X-ray pulse-shape analysis on bridge-type microcalorimeters with Ti-Au transition-edge sensors

We have fabricated a bridge-type structure for microcalorimeters with superconducting transition-edge sensors (TES). Instead of open space under a SiN _x membrane in conventional TES microcalorimeters, the bridge-type calorimeters have a SiNx membrane floating on the Si substrate covered by a SiO ₂ layer with a small gap of 30-50 μm. The bridge-type structure ensures that the calorimeters are mechanically tough. In addition, the thermal conductance can easily be controlled by changing the width, length, or thickness of the SiNx bridge. The calorimeters, of which operating temperature is 0.43 K, consist of a Ti/Au bilayer TES and an Au absorber.

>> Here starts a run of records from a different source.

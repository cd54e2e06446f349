use bytes::{Buf, BufMut, Bytes, BytesMut};

use crate::error::{FrameError, Result};

/// Frame header: data type (1) + buffer id (1) + sequence (1) + size (4) = 7 bytes.
pub const HEADER_SIZE: usize = 7;

/// Default maximum payload size: 128 KiB.
pub const DEFAULT_MAX_PAYLOAD: usize = 128 * 1024;

/// How the link layer treats a frame.
#[derive(Debug, Clone, Copy, PartialEq, Eq, Hash)]
#[repr(u8)]
pub enum DataType {
    /// Acknowledgement of a frame sent with [`DataType::DataWithAck`].
    Ack = 1,
    /// Unacknowledged data.
    Data = 2,
    /// Unacknowledged data, highest priority (video).
    LowLatency = 3,
    /// Data the receiver must acknowledge.
    DataWithAck = 4,
}

impl DataType {
    pub fn as_u8(self) -> u8 {
        self as u8
    }

    /// Whether the payload of this frame is a command buffer.
    pub fn carries_command(self) -> bool {
        matches!(self, DataType::Data | DataType::DataWithAck)
    }
}

impl TryFrom<u8> for DataType {
    type Error = FrameError;

    fn try_from(value: u8) -> Result<Self> {
        match value {
            1 => Ok(DataType::Ack),
            2 => Ok(DataType::Data),
            3 => Ok(DataType::LowLatency),
            4 => Ok(DataType::DataWithAck),
            other => Err(FrameError::InvalidDataType(other)),
        }
    }
}

/// One link-layer frame wrapping a command buffer.
#[derive(Debug, Clone, PartialEq, Eq)]
pub struct Frame {
    pub data_type: DataType,
    /// Link buffer the frame was sent on.
    pub buffer_id: u8,
    /// Per-buffer sequence number, wraps at 255.
    pub sequence: u8,
    pub payload: Bytes,
}

impl Frame {
    /// Create a new frame.
    pub fn new(data_type: DataType, buffer_id: u8, sequence: u8, payload: impl Into<Bytes>) -> Self {
        Self {
            data_type,
            buffer_id,
            sequence,
            payload: payload.into(),
        }
    }

    /// The total wire size of this frame (header + payload).
    pub fn wire_size(&self) -> usize {
        HEADER_SIZE + self.payload.len()
    }
}

/// Append `frame` to `dst`.
///
/// ```text
/// +------+--------+-----+-----------------+---------+
/// | type | buffer | seq | size (u32 LE)   | payload |
/// |  u8  |   u8   | u8  | header included |         |
/// +------+--------+-----+-----------------+---------+
/// ```
pub fn encode_frame(frame: &Frame, dst: &mut BytesMut) -> Result<()> {
    let size = u32::try_from(frame.wire_size()).map_err(|_| FrameError::PayloadTooLarge {
        size: frame.payload.len(),
        max: u32::MAX as usize - HEADER_SIZE,
    })?;
    dst.reserve(frame.wire_size());
    dst.put_slice(&[frame.data_type.as_u8(), frame.buffer_id, frame.sequence]);
    dst.put_u32_le(size);
    dst.put_slice(&frame.payload);
    Ok(())
}

/// Split the next frame off the front of `src`.
///
/// `Ok(None)` until `src` holds a whole frame; nothing is consumed then.
/// The envelope is validated as soon as the header is present, so a corrupt
/// header fails without waiting for its payload.
pub fn decode_frame(src: &mut BytesMut, max_payload: usize) -> Result<Option<Frame>> {
    let Some(header) = src.get(..HEADER_SIZE) else {
        return Ok(None);
    };

    let data_type = DataType::try_from(header[0])?;
    let (buffer_id, sequence) = (header[1], header[2]);
    let size = u32::from_le_bytes([header[3], header[4], header[5], header[6]]);

    let payload_len = (size as usize)
        .checked_sub(HEADER_SIZE)
        .ok_or(FrameError::InvalidSize {
            size,
            header: HEADER_SIZE,
        })?;
    if payload_len > max_payload {
        return Err(FrameError::PayloadTooLarge {
            size: payload_len,
            max: max_payload,
        });
    }
    if src.len() < HEADER_SIZE + payload_len {
        return Ok(None);
    }

    src.advance(HEADER_SIZE);
    Ok(Some(Frame {
        data_type,
        buffer_id,
        sequence,
        payload: src.split_to(payload_len).freeze(),
    }))
}

/// Configuration for the frame codec.
#[derive(Debug, Clone)]
pub struct FrameConfig {
    /// Maximum payload size in bytes. Default: 128 KiB.
    pub max_payload_size: usize,
}

impl Default for FrameConfig {
    fn default() -> Self {
        Self {
            max_payload_size: DEFAULT_MAX_PAYLOAD,
        }
    }
}
use std::collections::HashMap;
use std::marker::PhantomData;
use std::sync::{Arc, PoisonError, RwLock, RwLockReadGuard, RwLockWriteGuard};

use cmdwire_table::CommandIdentity;
use tracing::{debug, warn};

use crate::value::{DecodedCommand, FromArgs};

/// Receives decoded commands for one identity.
///
/// Any `Fn(&DecodedCommand) + Send + Sync` closure is a handler.
pub trait CommandHandler: Send + Sync {
    fn handle(&self, command: &DecodedCommand);
}

impl<F> CommandHandler for F
where
    F: Fn(&DecodedCommand) + Send + Sync,
{
    fn handle(&self, command: &DecodedCommand) {
        self(command)
    }
}

/// Shared handler slot.
pub type SharedHandler = Arc<dyn CommandHandler>;

/// Thread-safe map from command identity to at most one handler.
///
/// Registration and lookup may run on different threads. Handlers are
/// invoked outside the lock, so a handler may register or unregister others.
#[derive(Default)]
pub struct HandlerRegistry {
    handlers: RwLock<HashMap<CommandIdentity, SharedHandler>>,
}

impl HandlerRegistry {
    pub fn new() -> Self {
        Self::default()
    }

    /// Install `handler` for `identity`, returning the handler it replaced.
    pub fn register<H>(&self, identity: CommandIdentity, handler: H) -> Option<SharedHandler>
    where
        H: CommandHandler + 'static,
    {
        self.register_shared(identity, Arc::new(handler))
    }

    /// Install an already shared handler.
    pub fn register_shared(
        &self,
        identity: CommandIdentity,
        handler: SharedHandler,
    ) -> Option<SharedHandler> {
        let previous = self.write().insert(identity, handler);
        debug!(%identity, replaced = previous.is_some(), "handler registered");
        previous
    }

    /// Install a handler that receives the arguments as a typed tuple.
    ///
    /// If the decoded values do not convert into `A`, the handler is skipped
    /// and a warning is logged.
    pub fn register_typed<A, F>(&self, identity: CommandIdentity, handler: F) -> Option<SharedHandler>
    where
        A: FromArgs + 'static,
        F: Fn(A) + Send + Sync + 'static,
    {
        self.register(
            identity,
            TypedHandler {
                handler,
                _args: PhantomData,
            },
        )
    }

    /// Remove the handler for `identity`. Returns whether one was present.
    pub fn unregister(&self, identity: CommandIdentity) -> bool {
        let removed = self.write().remove(&identity).is_some();
        if removed {
            debug!(%identity, "handler unregistered");
        }
        removed
    }

    /// Current handler for `identity`, if any.
    pub fn handler(&self, identity: CommandIdentity) -> Option<SharedHandler> {
        self.read().get(&identity).cloned()
    }

    pub fn is_registered(&self, identity: CommandIdentity) -> bool {
        self.read().contains_key(&identity)
    }

    pub fn len(&self) -> usize {
        self.read().len()
    }

    pub fn is_empty(&self) -> bool {
        self.read().is_empty()
    }

    /// Registered identities in ascending order.
    pub fn identities(&self) -> Vec<CommandIdentity> {
        let mut identities: Vec<_> = self.read().keys().copied().collect();
        identities.sort();
        identities
    }

    pub fn clear(&self) {
        self.write().clear();
    }

    // A panicking handler never holds the lock, so the map is always
    // consistent and a poisoned lock can be used as is.
    fn read(&self) -> RwLockReadGuard<'_, HashMap<CommandIdentity, SharedHandler>> {
        self.handlers.read().unwrap_or_else(PoisonError::into_inner)
    }

    fn write(&self) -> RwLockWriteGuard<'_, HashMap<CommandIdentity, SharedHandler>> {
        self.handlers.write().unwrap_or_else(PoisonError::into_inner)
    }
}

impl std::fmt::Debug for HandlerRegistry {
    fn fmt(&self, f: &mut std::fmt::Formatter<'_>) -> std::fmt::Result {
        f.debug_struct("HandlerRegistry")
            .field("identities", &self.identities())
            .finish()
    }
}

struct TypedHandler<A, F> {
    handler: F,
    _args: PhantomData<fn(A)>,
}

impl<A, F> CommandHandler for TypedHandler<A, F>
where
    A: FromArgs,
    F: Fn(A) + Send + Sync,
{
    fn handle(&self, command: &DecodedCommand) {
        match command.args::<A>() {
            Ok(args) => (self.handler)(args),
            Err(err) => warn!(
                identity = %command.identity,
                error = %err,
                "arguments do not match typed handler; skipped"
            ),
        }
    }
}

#[cfg(test)]
mod tests {
    use std::sync::atomic::{AtomicUsize, Ordering};

    use super::*;
    use crate::value::DecodedValue;

    const BATTERY: CommandIdentity = CommandIdentity::new(0, 5, 1);

    fn battery(percent: u8) -> DecodedCommand {
        DecodedCommand::new(BATTERY, vec![DecodedValue::U8(percent)])
    }

    #[test]
    fn register_replaces_previous_handler() {
        let registry = HandlerRegistry::new();
        assert!(registry.register(BATTERY, |_: &DecodedCommand| {}).is_none());
        assert!(registry.register(BATTERY, |_: &DecodedCommand| {}).is_some());
        assert_eq!(registry.len(), 1);
    }

    #[test]
    fn unregister_reports_presence() {
        let registry = HandlerRegistry::new();
        registry.register(BATTERY, |_: &DecodedCommand| {});
        assert!(registry.unregister(BATTERY));
        assert!(!registry.unregister(BATTERY));
        assert!(registry.is_empty());
    }

    #[test]
    fn typed_handler_receives_tuple() {
        let registry = HandlerRegistry::new();
        let seen = Arc::new(AtomicUsize::new(0));
        let sink = Arc::clone(&seen);
        registry.register_typed(BATTERY, move |(percent,): (u8,)| {
            sink.store(percent as usize, Ordering::SeqCst);
        });

        registry.handler(BATTERY).unwrap().handle(&battery(64));
        assert_eq!(seen.load(Ordering::SeqCst), 64);
    }

    #[test]
    fn typed_handler_skips_mismatched_arguments() {
        let registry = HandlerRegistry::new();
        let calls = Arc::new(AtomicUsize::new(0));
        let sink = Arc::clone(&calls);
        registry.register_typed(BATTERY, move |_: (u16,)| {
            sink.fetch_add(1, Ordering::SeqCst);
        });

        registry.handler(BATTERY).unwrap().handle(&battery(10));
        assert_eq!(calls.load(Ordering::SeqCst), 0);
    }

    #[test]
    fn handler_can_mutate_registry_while_running() {
        let registry = Arc::new(HandlerRegistry::new());
        let inner = Arc::clone(&registry);
        registry.register(BATTERY, move |_: &DecodedCommand| {
            inner.unregister(BATTERY);
        });

        let handler = registry.handler(BATTERY).unwrap();
        handler.handle(&battery(1));
        assert!(!registry.is_registered(BATTERY));
    }

    #[test]
    fn identities_are_sorted() {
        let registry = HandlerRegistry::new();
        registry.register(CommandIdentity::new(1, 0, 2), |_: &DecodedCommand| {});
        registry.register(CommandIdentity::new(0, 5, 1), |_: &DecodedCommand| {});
        assert_eq!(
            registry.identities(),
            vec![CommandIdentity::new(0, 5, 1), CommandIdentity::new(1, 0, 2)]
        );
    }
}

The x-ray events were read out by a DC-SQUID current amplifier with a 200-series array of SQUIDs placed on a 4.2 K stage. By analyzing the output pulse shapes, it has been found that the pulses are put into two categories. One has a fast rise time of approximately 3 μs and two decay components with time constants of approximately 10 μs and about approximately 130 μs. Another one has a longer rise time of approximately 10 μs and a single decay component of approximately 130 μs. It is considered that the pulse shapes depend on the x-ray absorption positions and the heat-flow pass.